# DIRECTIONS:
Collect all lines from the listing that include the string "struct".

# TASK DATA:

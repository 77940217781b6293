//! Headless slide host
//!
//! Owns mounted slides by name together with the committed flag the
//! application would normally keep. The host never flips that flag on its
//! own; scenarios do it explicitly with `set_committed`.

use std::sync::{Arc, Mutex};

use rustc_hash::FxHashMap;
use slidekit_core::{ConfigError, Event, Size};
use slidekit_theme::ThemePreset;
use slidekit_widgets::{HintTexts, SlideConfig, SlideToConfirm, SyncAction};
use slotmap::{new_key_type, SlotMap};
use thiserror::Error;

use crate::headless_assert::{DiagnosticsSlide, DiagnosticsSnapshot};

new_key_type! {
    /// Handle to a mounted slide
    pub struct SlideId;
}

#[derive(Debug, Error)]
pub enum HostError {
    #[error("no slide mounted as '{0}'")]
    UnknownSlide(String),
    #[error("a slide is already mounted as '{0}'")]
    DuplicateSlide(String),
    #[error("invalid slide configuration: {0}")]
    Config(#[from] ConfigError),
}

/// Per-slide mount parameters
#[derive(Debug, Clone)]
pub struct MountOptions {
    pub hint: HintTexts,
    pub committed: bool,
    pub size: Size,
}

impl Default for MountOptions {
    fn default() -> Self {
        Self {
            hint: HintTexts::new("Slide to confirm", "Confirmed"),
            committed: false,
            size: Size::new(300.0, 72.0),
        }
    }
}

struct HostedSlide {
    name: String,
    widget: SlideToConfirm,
    committed: bool,
    fractions: Arc<Mutex<Vec<f32>>>,
}

impl HostedSlide {
    fn inspect(&self) -> DiagnosticsSlide {
        let fractions = self
            .fractions
            .lock()
            .map(|f| f.clone())
            .unwrap_or_default();
        DiagnosticsSlide {
            anchor: self.widget.anchor(),
            fraction: self.widget.fraction(),
            offset: self.widget.offset(),
            committed: self.committed,
            enabled: self.widget.is_enabled(),
            completions: self.widget.completions(),
            fractions,
            hint_text: self.widget.hint().text_for(self.committed).to_string(),
        }
    }
}

/// Named slides driven by a logical clock
pub struct SlideHost {
    config: SlideConfig,
    theme: ThemePreset,
    slides: SlotMap<SlideId, HostedSlide>,
    names: FxHashMap<String, SlideId>,
    clock_ms: u64,
}

impl SlideHost {
    pub fn new(config: SlideConfig, theme: ThemePreset) -> Result<Self, HostError> {
        config.validate()?;
        Ok(Self {
            config,
            theme,
            slides: SlotMap::with_key(),
            names: FxHashMap::default(),
            clock_ms: 0,
        })
    }

    /// Mount a slide under `name`
    pub fn mount(&mut self, name: &str, options: MountOptions) -> Result<SlideId, HostError> {
        if self.names.contains_key(name) {
            return Err(HostError::DuplicateSlide(name.to_string()));
        }
        let fractions = Arc::new(Mutex::new(Vec::new()));
        let sink = Arc::clone(&fractions);
        let widget = SlideToConfirm::new(self.config.clone(), options.hint, options.committed)?
            .colors(self.theme.colors())
            .container(options.size)
            .on_slide_fraction_changed(move |fraction| {
                if let Ok(mut seen) = sink.lock() {
                    seen.push(fraction);
                }
            });

        let id = self.slides.insert(HostedSlide {
            name: name.to_string(),
            widget,
            committed: options.committed,
            fractions,
        });
        self.names.insert(name.to_string(), id);
        tracing::debug!(name, committed = options.committed, "slide mounted");
        Ok(id)
    }

    /// Tear down and remove the slide mounted as `name`
    pub fn unmount(&mut self, name: &str) -> Result<(), HostError> {
        let id = self
            .names
            .remove(name)
            .ok_or_else(|| HostError::UnknownSlide(name.to_string()))?;
        if let Some(mut hosted) = self.slides.remove(id) {
            hosted.widget.handle_event(&Event::unmount(self.clock_ms));
            tracing::debug!(name = %hosted.name, "slide unmounted");
        }
        Ok(())
    }

    pub fn id(&self, name: &str) -> Option<SlideId> {
        self.names.get(name).copied()
    }

    pub fn slide(&self, name: &str) -> Result<&SlideToConfirm, HostError> {
        self.hosted(name).map(|hosted| &hosted.widget)
    }

    pub fn drag_start(&mut self, name: &str) -> Result<bool, HostError> {
        let event = Event::drag_start(self.clock_ms);
        Ok(self.hosted_mut(name)?.widget.handle_event(&event))
    }

    pub fn drag(&mut self, name: &str, delta: f32, velocity: f32) -> Result<bool, HostError> {
        let event = Event::drag(delta, velocity, self.clock_ms);
        Ok(self.hosted_mut(name)?.widget.handle_event(&event))
    }

    pub fn release(&mut self, name: &str, velocity: f32) -> Result<bool, HostError> {
        let event = Event::drag_end(velocity, self.clock_ms);
        Ok(self.hosted_mut(name)?.widget.handle_event(&event))
    }

    pub fn resize(&mut self, name: &str, width: f32, height: f32) -> Result<bool, HostError> {
        let event = Event::resize(width, height, self.clock_ms);
        Ok(self.hosted_mut(name)?.widget.handle_event(&event))
    }

    /// Change the caller-owned committed flag and let the slide reconcile
    pub fn set_committed(&mut self, name: &str, committed: bool) -> Result<SyncAction, HostError> {
        let hosted = self.hosted_mut(name)?;
        hosted.committed = committed;
        Ok(hosted.widget.sync_committed(committed))
    }

    /// Advance the clock and every slide by `dt_ms`
    pub fn tick(&mut self, dt_ms: u64) {
        self.clock_ms = self.clock_ms.saturating_add(dt_ms);
        let dt = dt_ms as f32 / 1000.0;
        for hosted in self.slides.values_mut() {
            if let Some(settled) = hosted.widget.tick(dt) {
                tracing::trace!(
                    name = %hosted.name,
                    anchor = ?settled.anchor,
                    cause = ?settled.cause,
                    "slide settled"
                );
            }
        }
    }

    pub fn inspect(&self, name: &str) -> Result<DiagnosticsSlide, HostError> {
        self.hosted(name).map(HostedSlide::inspect)
    }

    /// Observable state of every mounted slide
    pub fn snapshot(&self) -> DiagnosticsSnapshot {
        let slides = self
            .slides
            .values()
            .map(|hosted| (hosted.name.clone(), hosted.inspect()))
            .collect();
        DiagnosticsSnapshot { slides }
    }

    /// Mounted slide names
    pub fn names(&self) -> Vec<&str> {
        self.slides.values().map(|h| h.name.as_str()).collect()
    }

    pub fn len(&self) -> usize {
        self.slides.len()
    }

    pub fn is_empty(&self) -> bool {
        self.slides.is_empty()
    }

    pub fn clock_ms(&self) -> u64 {
        self.clock_ms
    }

    fn hosted(&self, name: &str) -> Result<&HostedSlide, HostError> {
        self.names
            .get(name)
            .and_then(|id| self.slides.get(*id))
            .ok_or_else(|| HostError::UnknownSlide(name.to_string()))
    }

    fn hosted_mut(&mut self, name: &str) -> Result<&mut HostedSlide, HostError> {
        self.names
            .get(name)
            .and_then(|id| self.slides.get_mut(*id))
            .ok_or_else(|| HostError::UnknownSlide(name.to_string()))
    }
}

#[cfg(test)]
mod tests {
    use super::*;
    use slidekit_core::Anchor;

    fn host() -> SlideHost {
        SlideHost::new(SlideConfig::default(), ThemePreset::Light).unwrap()
    }

    #[test]
    fn mount_rejects_duplicates() {
        let mut host = host();
        host.mount("pay", MountOptions::default()).unwrap();
        assert!(matches!(
            host.mount("pay", MountOptions::default()),
            Err(HostError::DuplicateSlide(_))
        ));
    }

    #[test]
    fn unknown_names_are_errors() {
        let mut host = host();
        assert!(matches!(
            host.drag_start("missing"),
            Err(HostError::UnknownSlide(_))
        ));
        assert!(host.unmount("missing").is_err());
    }

    #[test]
    fn slides_are_independent() {
        let mut host = host();
        host.mount("a", MountOptions::default()).unwrap();
        host.mount("b", MountOptions::default()).unwrap();

        host.drag_start("a").unwrap();
        host.drag("a", 228.0, 0.0).unwrap();
        host.release("a", 0.0).unwrap();
        for _ in 0..60 {
            host.tick(16);
        }

        assert_eq!(host.inspect("a").unwrap().anchor, Anchor::End);
        assert_eq!(host.inspect("a").unwrap().completions, 1);
        assert_eq!(host.inspect("b").unwrap().anchor, Anchor::Start);
        assert_eq!(host.names(), vec!["a", "b"]);
    }

    #[test]
    fn unmount_frees_the_name() {
        let mut host = host();
        host.mount("pay", MountOptions::default()).unwrap();
        host.unmount("pay").unwrap();
        assert!(host.is_empty());
        host.mount("pay", MountOptions::default()).unwrap();
        assert_eq!(host.len(), 1);
    }

    #[test]
    fn committed_flag_is_tracked_for_inspection() {
        let mut host = host();
        host.mount("pay", MountOptions::default()).unwrap();
        host.set_committed("pay", true).unwrap();
        let inspected = host.inspect("pay").unwrap();
        assert!(inspected.committed);
        assert!(!inspected.enabled);
        assert_eq!(inspected.hint_text, "Confirmed");
    }
}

# SOLUTION FOR THIS PROBLEM:
    pub struct SlideId;
pub struct MountOptions {
struct HostedSlide {
pub struct SlideHost {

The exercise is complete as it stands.